I was not a math whiz growing up, yet I have the responsibility to train those who are. Therefore, I want to know how these special students think when solving problems AND how to best develop their full, rare potential.  No book or article that I have ever read on this topic has explained it better than does   Scott Chamberlin’s new book, Serving the Needs of Intellectually Advanced Mathematics Students  K-6.  I was recently teaching a 4th grade student how to use Pythagoras’s theory to calculate the placement of the tee, the bumper, and the cup on a miniature golf course he was designing. Before I had reached the end of the steps, he not only was able to apply the calculations but was able to connect the formula to the construction of girders in a building he had seen being constructed.  It is an immense responsibility to teach him—to develop the right program in which his great promise can be challenged, in which he can grow. Finally I now have a single resource for understanding what is going on in his head, for understanding how to nurture his gift.  And that resource is Scott’s Chamberlin’s book.  
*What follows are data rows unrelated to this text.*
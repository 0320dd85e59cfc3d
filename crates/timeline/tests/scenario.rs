//! The full session walk: countdown escalation, zero event, one-shot
//! transmission, portal reveal and the time-locked gate.

use std::cell::Cell;
use std::rc::Rc;

use jiff::{Timestamp, ToSpan};
use rand::rngs::StdRng;
use rand::SeedableRng;

use timeline::{
    AudioSink, Clock, Countdown, Gate, GateState, GlitchFx, PlayError, PlayedFlag, Player,
    PlayerEvent, Submit, Tick, Trigger,
};

#[derive(Default)]
struct FakeSink {
    playing: Rc<Cell<bool>>,
}

impl AudioSink for FakeSink {
    fn start(&mut self) -> Result<(), PlayError> {
        self.playing.set(true);
        Ok(())
    }
    fn unlock(&mut self) -> Result<(), PlayError> {
        Ok(())
    }
    fn finished(&self) -> bool {
        !self.playing.get()
    }
}

fn days_before(target: Timestamp, days: i64) -> Timestamp {
    Timestamp::from_millisecond(target.as_millisecond() - days * 86_400_000).unwrap()
}

#[test]
fn full_session() {
    let target = timeline::default_target();
    let clock = Clock::new();
    let mut countdown = Countdown::new(target, clock.clone());
    let mut fx = GlitchFx::new();
    let mut gate = Gate::new(target, clock.clone());
    let mut rng = StdRng::seed_from_u64(1111);

    let store = PlayedFlag::new(
        &std::env::temp_dir()
            .join("timeline-scenario")
            .join(std::process::id().to_string()),
    );
    store.clear().unwrap();
    let playing = Rc::new(Cell::new(false));
    let mut player = Player::new(
        FakeSink {
            playing: playing.clone(),
        },
        store.clone(),
        clock.clone(),
    );

    // 25 days out the glitch sits on its floor
    clock.set_override(days_before(target, 25));
    let Tick::Running { level, parts } = countdown.tick() else {
        panic!("countdown must be running 25 days out");
    };
    assert!((level - 0.10).abs() < 1e-9);
    assert_eq!(parts.days, 25);
    fx.set_level(level);
    assert_eq!(fx.level(), level);

    // halfway through the window it reaches the midpoint
    clock.set_override(days_before(target, 12));
    let Tick::Running { level, .. } = countdown.tick() else {
        panic!("countdown must be running 12 days out");
    };
    assert!((level - 0.55).abs() < 1e-9);
    assert!(level > fx.level(), "escalation is monotone");
    fx.set_level(level);

    // pre-target the gate only hands out rejections
    gate.show();
    match gate.submit(&mut rng) {
        Submit::Rejected { phrase, suffix } => {
            assert!(Gate::rejection_phrases().contains(&phrase));
            assert_eq!(suffix, "It is not yet time.");
        }
        other => panic!("gate must reject before the target, got {other:?}"),
    }
    assert!(gate.is_locked());

    // the transmission plays once and only once
    player.unlock_gesture();
    assert!(matches!(player.trigger(), Trigger::Started));
    assert!(player.has_played());
    assert!(player.message_revealed());
    assert!(matches!(player.trigger(), Trigger::Refused(_)));

    playing.set(false);
    assert_eq!(player.poll(), None, "completion waits out the delay");
    clock.set_override(clock.now().checked_add(1.seconds()).unwrap());
    assert_eq!(player.poll(), Some(PlayerEvent::Completed));
    assert_eq!(player.poll(), None);

    // at the target: zero event once, level saturated
    clock.set_override(target);
    assert_eq!(countdown.tick(), Tick::Zero);
    fx.set_level(1.0);
    assert_eq!(countdown.tick(), Tick::Halted);
    assert!(countdown.reached_zero());
    assert_eq!(fx.level(), 1.0);

    // and the gate now opens, terminally
    assert_eq!(gate.submit(&mut rng), Submit::Unlocked);
    assert_eq!(gate.state(), GateState::Unlocked);
    assert_eq!(gate.submit(&mut rng), Submit::Ignored);

    // a fresh session sees the persisted flag and skips straight to played
    let resumed = Player::new(FakeSink::default(), store.clone(), clock.clone());
    assert!(resumed.has_played());
    store.clear().unwrap();
}
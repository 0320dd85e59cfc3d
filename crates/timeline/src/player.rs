use jiff::{Timestamp, ToSpan};
use tracing::{debug, error, info, warn};

use crate::clock::Clock;
use crate::persist::PlayedFlag;

/// Time between the sink reporting the end of playback and
/// [`PlayerEvent::Completed`], leaving room for transition animations.
const COMPLETION_DELAY_MS: i64 = 500;

#[derive(Debug, thiserror::Error)]
pub enum PlayError {
    /// The platform refuses to start audio until a user gesture unlocked
    /// it. Expected on some platforms, the user can simply try again.
    #[error("playback is blocked until a gesture unlocks audio")]
    Blocked,
    #[error("no audio device available")]
    NoDevice,
    #[error("could not start playback: {0}")]
    Other(String),
}

/// Seam between the player state machine and whatever produces sound.
pub trait AudioSink {
    fn start(&mut self) -> Result<(), PlayError>;
    /// Silent play/pause cycle, used once to satisfy platform gesture
    /// policies before real playback is requested.
    fn unlock(&mut self) -> Result<(), PlayError>;
    fn finished(&self) -> bool;
}

impl<S: AudioSink + ?Sized> AudioSink for Box<S> {
    fn start(&mut self) -> Result<(), PlayError> {
        (**self).start()
    }
    fn unlock(&mut self) -> Result<(), PlayError> {
        (**self).unlock()
    }
    fn finished(&self) -> bool {
        (**self).finished()
    }
}

#[derive(Debug, Clone, Copy, PartialEq, Eq)]
pub enum PlayerState {
    Idle,
    Playing,
    Ended,
}

/// Outcome of a play gesture.
#[derive(Debug)]
pub enum Trigger {
    Started,
    /// The gesture was ignored; the announcement says why.
    Refused(&'static str),
    Failed(PlayError),
}

#[derive(Debug, Clone, Copy, PartialEq, Eq)]
pub enum PlayerEvent {
    /// Playback ended and the completion delay has passed. Fires once per
    /// session; the sole hook for downstream reveals.
    Completed,
}

/// One-shot transmission player: `Idle -> Playing -> Ended`. A session
/// where the persisted flag is still fresh starts in `Ended` without ever
/// touching the sink.
pub struct Player<S> {
    state: PlayerState,
    has_played: bool,
    message_revealed: bool,
    unlock_attempted: bool,
    completion_due: Option<Timestamp>,
    completed_fired: bool,
    store: PlayedFlag,
    clock: Clock,
    sink: S,
}

impl<S: AudioSink> Player<S> {
    pub fn new(sink: S, store: PlayedFlag, clock: Clock) -> Self {
        let has_played = store.load(clock.now());
        if has_played {
            info!("transmission was already played in an earlier session");
        }
        Self {
            state: if has_played {
                PlayerState::Ended
            } else {
                PlayerState::Idle
            },
            has_played,
            message_revealed: has_played,
            unlock_attempted: false,
            completion_due: None,
            completed_fired: has_played,
            store,
            clock,
            sink,
        }
    }

    /// A play gesture (click, Enter or Space on the play control).
    pub fn trigger(&mut self) -> Trigger {
        match self.state {
            PlayerState::Playing => Trigger::Refused("transmission already in progress"),
            PlayerState::Ended => Trigger::Refused("the transmission has already been received"),
            PlayerState::Idle => match self.sink.start() {
                Ok(()) => {
                    self.state = PlayerState::Playing;
                    self.has_played = true;
                    self.message_revealed = true;
                    if let Err(err) = self.store.save(self.clock.now()) {
                        warn!("could not persist played flag: {err}");
                    }
                    info!("transmission playing");
                    Trigger::Started
                }
                Err(err) => {
                    match &err {
                        PlayError::Blocked => warn!("playback blocked by gesture policy: {err}"),
                        other => error!("playback failed to start: {other}"),
                    }
                    Trigger::Failed(err)
                }
            },
        }
    }

    /// Observes the sink and the completion delay. Call once per frame.
    pub fn poll(&mut self) -> Option<PlayerEvent> {
        if self.state == PlayerState::Playing && self.sink.finished() {
            self.state = PlayerState::Ended;
            self.completion_due = Some(
                self.clock
                    .now()
                    .checked_add(COMPLETION_DELAY_MS.milliseconds())
                    .expect("delay does not overflow the timestamp range"),
            );
            info!("transmission ended");
        }

        match self.completion_due {
            Some(due) if self.clock.now() >= due && !self.completed_fired => {
                self.completed_fired = true;
                self.completion_due = None;
                Some(PlayerEvent::Completed)
            }
            _ => None,
        }
    }

    /// First pointer or key interaction of the session. Attempts a silent
    /// play/pause cycle; failures are swallowed.
    pub fn unlock_gesture(&mut self) {
        if self.unlock_attempted {
            return;
        }
        self.unlock_attempted = true;
        match self.sink.unlock() {
            Ok(()) => info!("audio unlocked"),
            Err(err) => debug!("audio unlock failed, ignoring: {err}"),
        }
    }

    pub fn state(&self) -> PlayerState {
        self.state
    }

    pub fn is_playing(&self) -> bool {
        self.state == PlayerState::Playing
    }

    pub fn has_played(&self) -> bool {
        self.has_played
    }

    /// Whether the hidden auxiliary message is to be shown. Revealed the
    /// moment playback starts, not when it completes. Stays hidden when
    /// playback failed to start.
    pub fn message_revealed(&self) -> bool {
        self.message_revealed
    }
}

#[cfg(test)]
mod tests {
    use super::*;
    use std::cell::Cell;
    use std::rc::Rc;

    #[derive(Default)]
    struct FakeSink {
        fail_with: Option<fn() -> PlayError>,
        playing: Rc<Cell<bool>>,
        starts: usize,
        unlocks: usize,
    }

    impl AudioSink for FakeSink {
        fn start(&mut self) -> Result<(), PlayError> {
            if let Some(fail) = self.fail_with {
                return Err(fail());
            }
            self.starts += 1;
            self.playing.set(true);
            Ok(())
        }
        fn unlock(&mut self) -> Result<(), PlayError> {
            self.unlocks += 1;
            Ok(())
        }
        fn finished(&self) -> bool {
            !self.playing.get()
        }
    }

    fn temp_store(name: &str) -> PlayedFlag {
        let dir = std::env::temp_dir()
            .join("timeline-player-tests")
            .join(format!("{name}-{}", std::process::id()));
        let store = PlayedFlag::new(&dir);
        store.clear().unwrap();
        store
    }

    fn test_clock() -> Clock {
        let clock = Clock::new();
        clock.set_override("2025-11-01T00:00:00Z".parse().unwrap());
        clock
    }

    fn advance(clock: &Clock, ms: i64) {
        let now = clock.now();
        clock.set_override(Timestamp::from_millisecond(now.as_millisecond() + ms).unwrap());
    }

    #[test]
    fn second_gesture_is_refused() {
        let clock = test_clock();
        let playing = Rc::new(Cell::new(false));
        let sink = FakeSink {
            playing: playing.clone(),
            ..FakeSink::default()
        };
        let mut player = Player::new(sink, temp_store("second-gesture"), clock);

        assert!(matches!(player.trigger(), Trigger::Started));
        assert!(player.is_playing());
        assert!(player.has_played());
        assert!(player.message_revealed());

        assert!(matches!(player.trigger(), Trigger::Refused(_)));
        assert_eq!(player.sink.starts, 1, "no duplicate playback");

        // also refused after playback ended
        playing.set(false);
        player.poll();
        assert!(matches!(player.trigger(), Trigger::Refused(_)));
        assert_eq!(player.sink.starts, 1);
    }

    #[test]
    fn completion_fires_once_after_the_delay() {
        let clock = test_clock();
        let playing = Rc::new(Cell::new(false));
        let sink = FakeSink {
            playing: playing.clone(),
            ..FakeSink::default()
        };
        let mut player = Player::new(sink, temp_store("completion"), clock.clone());

        player.trigger();
        assert_eq!(player.poll(), None, "still playing");

        playing.set(false);
        assert_eq!(player.poll(), None, "ended but delay not yet passed");
        assert_eq!(player.state(), PlayerState::Ended);

        advance(&clock, COMPLETION_DELAY_MS);
        assert_eq!(player.poll(), Some(PlayerEvent::Completed));
        assert_eq!(player.poll(), None, "completed fires only once");
    }

    #[test]
    fn failed_start_leaves_idle_and_suppresses_the_message() {
        let clock = test_clock();
        let store = temp_store("failed-start");
        let sink = FakeSink {
            fail_with: Some(|| PlayError::Blocked),
            ..FakeSink::default()
        };
        let mut player = Player::new(sink, store.clone(), clock.clone());

        assert!(matches!(player.trigger(), Trigger::Failed(PlayError::Blocked)));
        assert_eq!(player.state(), PlayerState::Idle);
        assert!(!player.has_played());
        assert!(!player.message_revealed());
        assert!(!store.load(clock.now()), "nothing persisted");

        // the user retrying is the only recovery path
        player.sink.fail_with = None;
        assert!(matches!(player.trigger(), Trigger::Started));
    }

    #[test]
    fn persisted_flag_restores_already_played() {
        let clock = test_clock();
        let store = temp_store("restore");
        store.save(clock.now()).unwrap();

        let mut player = Player::new(FakeSink::default(), store, clock);
        assert_eq!(player.state(), PlayerState::Ended);
        assert!(player.has_played());
        assert!(player.message_revealed());
        assert_eq!(player.sink.starts, 0, "no playback on resume");
        assert_eq!(player.poll(), None, "no completion event on resume");
        assert!(matches!(player.trigger(), Trigger::Refused(_)));
    }

    #[test]
    fn unlock_only_attempted_once() {
        let clock = test_clock();
        let mut player = Player::new(FakeSink::default(), temp_store("unlock"), clock);
        player.unlock_gesture();
        player.unlock_gesture();
        assert_eq!(player.sink.unlocks, 1);
    }
}
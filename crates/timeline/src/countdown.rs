use std::fmt;

use jiff::Timestamp;
use tracing::info;

use crate::clock::Clock;

/// Length of the campaign window. With the full window remaining the
/// glitch sits at [`LEVEL_FLOOR`], at the target it saturates at 1.0.
const WINDOW_DAYS: f64 = 24.0;
const LEVEL_FLOOR: f64 = 0.10;
const LEVEL_CEILING: f64 = 1.0;
const MS_PER_DAY: f64 = (1000 * 60 * 60 * 24) as f64;

/// Pump driven countdown towards a fixed target instant. The owner calls
/// [`Countdown::tick`] about once a second; the countdown itself never
/// schedules anything.
#[derive(Debug)]
pub struct Countdown {
    target: Timestamp,
    clock: Clock,
    reached_zero: bool,
}

#[derive(Debug, Clone, Copy, PartialEq)]
pub enum Tick {
    /// Still counting down. `level` is the glitch intensity derived from
    /// the time remaining.
    Running { parts: TimeParts, level: f64 },
    /// The target has been reached. Emitted exactly once, the level is to
    /// be taken as saturated (1.0) from here on.
    Zero,
    /// Every tick after [`Tick::Zero`]; nothing left to do.
    Halted,
}

impl Countdown {
    pub fn new(target: Timestamp, clock: Clock) -> Self {
        Self {
            target,
            clock,
            reached_zero: false,
        }
    }

    pub fn tick(&mut self) -> Tick {
        if self.reached_zero {
            return Tick::Halted;
        }

        let now = self.clock.now();
        if now >= self.target {
            self.reached_zero = true;
            info!("target reached, countdown halted");
            return Tick::Zero;
        }

        let remaining_ms = self.target.as_millisecond() - now.as_millisecond();
        Tick::Running {
            parts: TimeParts::from_millis(remaining_ms),
            level: level_for(remaining_ms as f64 / MS_PER_DAY),
        }
    }

    /// Fractional days until the target, negative once it has passed.
    pub fn days_remaining(&self) -> f64 {
        let remaining_ms = self.target.as_millisecond() - self.clock.now().as_millisecond();
        remaining_ms as f64 / MS_PER_DAY
    }

    pub fn target(&self) -> Timestamp {
        self.target
    }

    pub fn reached_zero(&self) -> bool {
        self.reached_zero
    }
}

/// Linear ramp from [`LEVEL_FLOOR`] (full window remaining) to
/// [`LEVEL_CEILING`] (nothing remaining), clamped at both ends.
fn level_for(days_remaining: f64) -> f64 {
    let progress = 1.0 - days_remaining / WINDOW_DAYS;
    (LEVEL_FLOOR + progress * (LEVEL_CEILING - LEVEL_FLOOR)).clamp(LEVEL_FLOOR, LEVEL_CEILING)
}

/// Remaining time split into days, hours, minutes and seconds.
#[derive(Debug, Clone, Copy, PartialEq, Eq)]
pub struct TimeParts {
    pub days: u64,
    pub hours: u8,
    pub mins: u8,
    pub secs: u8,
}

impl TimeParts {
    pub const ZERO: Self = Self {
        days: 0,
        hours: 0,
        mins: 0,
        secs: 0,
    };

    pub fn from_millis(remaining_ms: i64) -> Self {
        let mut total = (remaining_ms.max(0) / 1000) as u64;
        let days = total / 86400;
        total %= 86400;
        let hours = total / 3600;
        total %= 3600;

        Self {
            days,
            hours: hours as u8,
            mins: (total / 60) as u8,
            secs: (total % 60) as u8,
        }
    }

    pub fn total_seconds(&self) -> u64 {
        self.days * 86400 + self.hours as u64 * 3600 + self.mins as u64 * 60 + self.secs as u64
    }
}

impl fmt::Display for TimeParts {
    fn fmt(&self, f: &mut fmt::Formatter) -> fmt::Result {
        write!(
            f,
            "{:02}:{:02}:{:02}:{:02}",
            self.days, self.hours, self.mins, self.secs
        )
    }
}
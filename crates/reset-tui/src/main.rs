use std::path::PathBuf;

use clap::Parser;
use color_eyre::eyre::{eyre, WrapErr};
use color_eyre::Result;
use timeline::{Clock, Countdown, Gate, GlitchFx, PlayedFlag, Player};

mod audio;
mod tui;

#[derive(Parser)]
#[command(name = "timeline reset")]
#[command(about = "Terminal countdown to the timeline reset")]
struct Cli {
    /// the instant everything counts down to, rfc 3339
    #[arg(short, long, default_value = timeline::TARGET)]
    target: jiff::Timestamp,

    /// directory holding the played-transmission flag
    #[arg(long)]
    state_dir: Option<PathBuf>,

    /// start with the clock overridden to this instant
    #[arg(long)]
    mock_now: Option<jiff::Timestamp>,

    /// do not open an audio device, play a silent transmission
    #[arg(long)]
    mute: bool,
}

fn main() -> Result<()> {
    setup_tracing().wrap_err("could not set up logging")?;

    let Cli {
        target,
        state_dir,
        mock_now,
        mute,
    } = Cli::parse();

    let state_dir = match state_dir {
        Some(dir) => dir,
        None => PlayedFlag::default_dir()
            .ok_or_else(|| eyre!("no local data dir on this platform, pass --state-dir"))?,
    };

    let clock = Clock::new();
    if let Some(instant) = mock_now {
        clock.set_override(instant);
    }

    let player = Player::new(audio::open(mute), PlayedFlag::new(&state_dir), clock.clone());
    let countdown = Countdown::new(target, clock.clone());
    let gate = Gate::new(target, clock.clone());

    tracing::info!("counting down to {target}");
    let app = tui::App::new(clock, countdown, GlitchFx::new(), player, gate);
    tui::run(app).wrap_err("terminal ui failed")?;
    Ok(())
}

fn setup_tracing() -> Result<()> {
    use tracing_error::ErrorLayer;
    use tracing_subscriber::{self, layer::SubscriberExt, util::SubscriberInitExt, Layer};

    color_eyre::install().unwrap();

    let log_file = std::fs::File::create("log.txt")?;
    let file_subscriber = tracing_subscriber::fmt::layer()
        .with_file(true)
        .with_line_number(true)
        .with_writer(log_file)
        .with_target(false)
        .with_ansi(false)
        .with_filter(tracing_subscriber::filter::EnvFilter::from_default_env());
    tracing_subscriber::registry()
        .with(file_subscriber)
        .with(ErrorLayer::default())
        .init();
    Ok(())
}
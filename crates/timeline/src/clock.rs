use std::sync::{Arc, Mutex};

use jiff::Timestamp;
use tracing::info;

#[derive(Debug, thiserror::Error)]
pub enum Error {
    #[error("not a valid instant, expected rfc 3339 such as 2025-11-11T18:11:00Z: {0}")]
    InvalidOverride(#[from] jiff::Error),
}

/// Shared time source. Every component reads the current time through a
/// clone of the same `Clock`, so overriding it moves time for all of them
/// at once. Without an override this is a thin wrapper around the system
/// clock.
#[derive(Debug, Clone, Default)]
pub struct Clock(Arc<Mutex<Option<Timestamp>>>);

impl Clock {
    pub fn new() -> Self {
        Self::default()
    }

    pub fn now(&self) -> Timestamp {
        self.0
            .lock()
            .expect("no lock user panics")
            .unwrap_or_else(Timestamp::now)
    }

    pub fn set_override(&self, instant: Timestamp) {
        *self.0.lock().expect("no lock user panics") = Some(instant);
        info!("clock override set to {instant}");
    }

    /// Parses and sets an override. Rejects malformed input without
    /// touching the current override.
    pub fn set_override_str(&self, input: &str) -> Result<Timestamp, Error> {
        let instant: Timestamp = input.trim().parse()?;
        self.set_override(instant);
        Ok(instant)
    }

    pub fn clear_override(&self) {
        *self.0.lock().expect("no lock user panics") = None;
        info!("clock override cleared, back to real time");
    }

    pub fn current_override(&self) -> Option<Timestamp> {
        *self.0.lock().expect("no lock user panics")
    }
}

#[cfg(test)]
mod tests {
    use super::*;

    #[test]
    fn override_round_trip() {
        let clock = Clock::new();
        let instant = clock
            .set_override_str("2025-11-01T00:00:00Z")
            .expect("valid rfc 3339");
        assert_eq!(clock.now(), instant);
        assert_eq!(clock.current_override(), Some(instant));

        clock.clear_override();
        assert!(clock.current_override().is_none());
        let wall = Timestamp::now();
        let diff = (clock.now().as_millisecond() - wall.as_millisecond()).abs();
        assert!(diff < 1000, "real clock restored, diff was {diff}ms");
    }

    #[test]
    fn malformed_override_is_rejected() {
        let clock = Clock::new();
        clock.set_override_str("2025-11-01T00:00:00Z").unwrap();
        let before = clock.current_override();

        assert!(clock.set_override_str("eleven past eleven").is_err());
        assert!(clock.set_override_str("").is_err());
        assert_eq!(clock.current_override(), before);
    }

    #[test]
    fn clones_share_the_override() {
        let clock = Clock::new();
        let other = clock.clone();
        let instant = "2025-11-11T18:11:00Z".parse().unwrap();
        clock.set_override(instant);
        assert_eq!(other.now(), instant);
    }
}
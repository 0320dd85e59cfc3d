use std::time::Duration;

/// Discrete rendering buckets for the overlay, from the continuous level.
#[derive(Debug, Clone, Copy, PartialEq, Eq, strum::Display)]
#[strum(serialize_all = "lowercase")]
pub enum Tier {
    Off,
    Low,
    Medium,
    High,
    Extreme,
}

/// Result of pumping an in-flight fade.
#[derive(Debug, Clone, Copy, PartialEq, Eq)]
pub enum Fade {
    /// No fade in flight.
    Idle,
    Stepping,
    /// The fade just reached its target. Reported once.
    Done,
}

/// Holds the current glitch intensity, a value in `[0, 1]`. A fade started
/// with [`GlitchFx::step_to`] is advanced cooperatively through
/// [`GlitchFx::pump`]; whoever wrote the level last wins, there is no
/// separate cancel.
#[derive(Debug, Default)]
pub struct GlitchFx {
    level: f64,
    fade: Option<Step>,
}

#[derive(Debug)]
struct Step {
    from: f64,
    to: f64,
    elapsed: Duration,
    duration: Duration,
}

impl GlitchFx {
    pub fn new() -> Self {
        Self::default()
    }

    /// Clamps to `[0, 1]` and stores. Supersedes any fade in flight.
    pub fn set_level(&mut self, level: f64) {
        self.fade = None;
        self.level = level.clamp(0.0, 1.0);
    }

    pub fn level(&self) -> f64 {
        self.level
    }

    pub fn tier(&self) -> Tier {
        match self.level {
            l if l == 0.0 => Tier::Off,
            l if l < 0.3 => Tier::Low,
            l if l < 0.6 => Tier::Medium,
            l if l < 0.9 => Tier::High,
            _ => Tier::Extreme,
        }
    }

    /// Starts an eased fade from the current level. A later `step_to` or
    /// `set_level` replaces it.
    pub fn step_to(&mut self, target: f64, duration: Duration) {
        self.fade = Some(Step {
            from: self.level,
            to: target.clamp(0.0, 1.0),
            elapsed: Duration::ZERO,
            duration,
        });
    }

    /// Advances the fade by `dt` (one animation frame worth of time).
    pub fn pump(&mut self, dt: Duration) -> Fade {
        let Some(step) = &mut self.fade else {
            return Fade::Idle;
        };

        step.elapsed = step.elapsed.saturating_add(dt);
        let progress = if step.duration.is_zero() {
            1.0
        } else {
            (step.elapsed.as_secs_f64() / step.duration.as_secs_f64()).min(1.0)
        };
        self.level = step.from + (step.to - step.from) * ease_in_out(progress);

        if progress >= 1.0 {
            self.fade = None;
            Fade::Done
        } else {
            Fade::Stepping
        }
    }
}

/// Quadratic ease in/out.
fn ease_in_out(progress: f64) -> f64 {
    if progress < 0.5 {
        2.0 * progress * progress
    } else {
        1.0 - (-2.0 * progress + 2.0).powi(2) / 2.0
    }
}
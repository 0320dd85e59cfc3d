use std::f32::consts::PI;
use std::time::{Duration, Instant};

use rodio::buffer::SamplesBuffer;
use rodio::{OutputStream, OutputStreamHandle, Sink};
use timeline::{AudioSink, PlayError};
use tracing::{error, info};

const SAMPLE_RATE: u32 = 44_100;
const TRANSMISSION_SECS: f32 = 6.0;

/// Picks the audio backend. Losing the audio device is not fatal: the
/// play control stays on screen but every gesture reports the failure.
pub fn open(mute: bool) -> Box<dyn AudioSink> {
    if mute {
        info!("muted, transmission will play silently");
        return Box::new(SilentSink::new());
    }
    match RodioSink::new() {
        Ok(sink) => Box::new(sink),
        Err(err) => {
            error!("could not open an audio device, play control will be inert: {err}");
            Box::new(Unavailable)
        }
    }
}

pub struct RodioSink {
    _stream: OutputStream,
    handle: OutputStreamHandle,
    sink: Option<Sink>,
}

impl RodioSink {
    pub fn new() -> Result<Self, rodio::StreamError> {
        let (stream, handle) = OutputStream::try_default()?;
        Ok(Self {
            _stream: stream,
            handle,
            sink: None,
        })
    }
}

impl AudioSink for RodioSink {
    fn start(&mut self) -> Result<(), PlayError> {
        let sink = Sink::try_new(&self.handle).map_err(|err| PlayError::Other(err.to_string()))?;
        sink.append(SamplesBuffer::new(
            1,
            SAMPLE_RATE,
            transmission(SAMPLE_RATE),
        ));
        self.sink = Some(sink);
        Ok(())
    }

    fn unlock(&mut self) -> Result<(), PlayError> {
        // a paused throwaway sink probes the device without making a sound
        let sink = Sink::try_new(&self.handle).map_err(|err| PlayError::Other(err.to_string()))?;
        sink.pause();
        Ok(())
    }

    fn finished(&self) -> bool {
        self.sink.as_ref().is_some_and(Sink::empty)
    }
}

/// The transmission: a carrier sweeping down from 880 Hz with a slow
/// tremolo, fading out over its full length.
fn transmission(sample_rate: u32) -> Vec<f32> {
    let count = (sample_rate as f32 * TRANSMISSION_SECS) as usize;
    let mut samples = Vec::with_capacity(count);
    let mut phase = 0.0f32;
    for i in 0..count {
        let t = i as f32 / sample_rate as f32;
        let progress = t / TRANSMISSION_SECS;
        let freq = 880.0 - 770.0 * progress;
        phase += 2.0 * PI * freq / sample_rate as f32;
        let tremolo = 0.6 + 0.4 * (2.0 * PI * 8.0 * t).sin();
        let envelope = (1.0 - progress).sqrt() * 0.25;
        samples.push(phase.sin() * tremolo * envelope);
    }
    samples
}

/// Stand-in for `--mute` runs: "plays" for the nominal transmission
/// length without touching any device.
pub struct SilentSink {
    started: Option<Instant>,
    duration: Duration,
}

impl SilentSink {
    pub fn new() -> Self {
        Self {
            started: None,
            duration: Duration::from_secs_f32(TRANSMISSION_SECS),
        }
    }
}

impl AudioSink for SilentSink {
    fn start(&mut self) -> Result<(), PlayError> {
        self.started = Some(Instant::now());
        Ok(())
    }

    fn unlock(&mut self) -> Result<(), PlayError> {
        Ok(())
    }

    fn finished(&self) -> bool {
        self.started
            .is_some_and(|started| started.elapsed() >= self.duration)
    }
}

/// Used when no audio device could be opened at startup.
pub struct Unavailable;

impl AudioSink for Unavailable {
    fn start(&mut self) -> Result<(), PlayError> {
        Err(PlayError::NoDevice)
    }

    fn unlock(&mut self) -> Result<(), PlayError> {
        Err(PlayError::NoDevice)
    }

    fn finished(&self) -> bool {
        false
    }
}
Throughout the book, Chamberlin explained how mathematical giftedness is a compendium of potential talents--some or all of which may define a student’s strengths. This reminded me of groups of mathematically advanced students that I taught in which some students were obviously thinking spatially or geometrically while others were thinking more verbally or in terms of formulas.  Regardless of which profile my students illustrated, Chamberlin offered me understandable explanations of how they might use their different talents to grasp underlying mathematical principles to solve the same problems.  He further explained how I could recognize and nurture their strengths.
In a writing style that I found surprisingly readable (especially for a numbers person) Chamberlin began his book with a very readable literature review for the teacher or parent of these children. He went on to discuss how to identify these students, the need to provide for creative mathematical problem solving (as gifted adults in STEM fields will need to face), and the kinds of groupings that challenge these students to face “the rigors of what they will ultimately be expected to do in a mathematical setting (e.g., as an engineer…p. 76.)”  In short, it details what we might do in the classroom to maximize their instruction and their strengths.

For teachers and parents, this book unravels the multifaceted thinking in which different mathematically advanced students might engage.  It is an intriguing must read for anyone concerned about how these special students think and what schools and families can do to nurture them.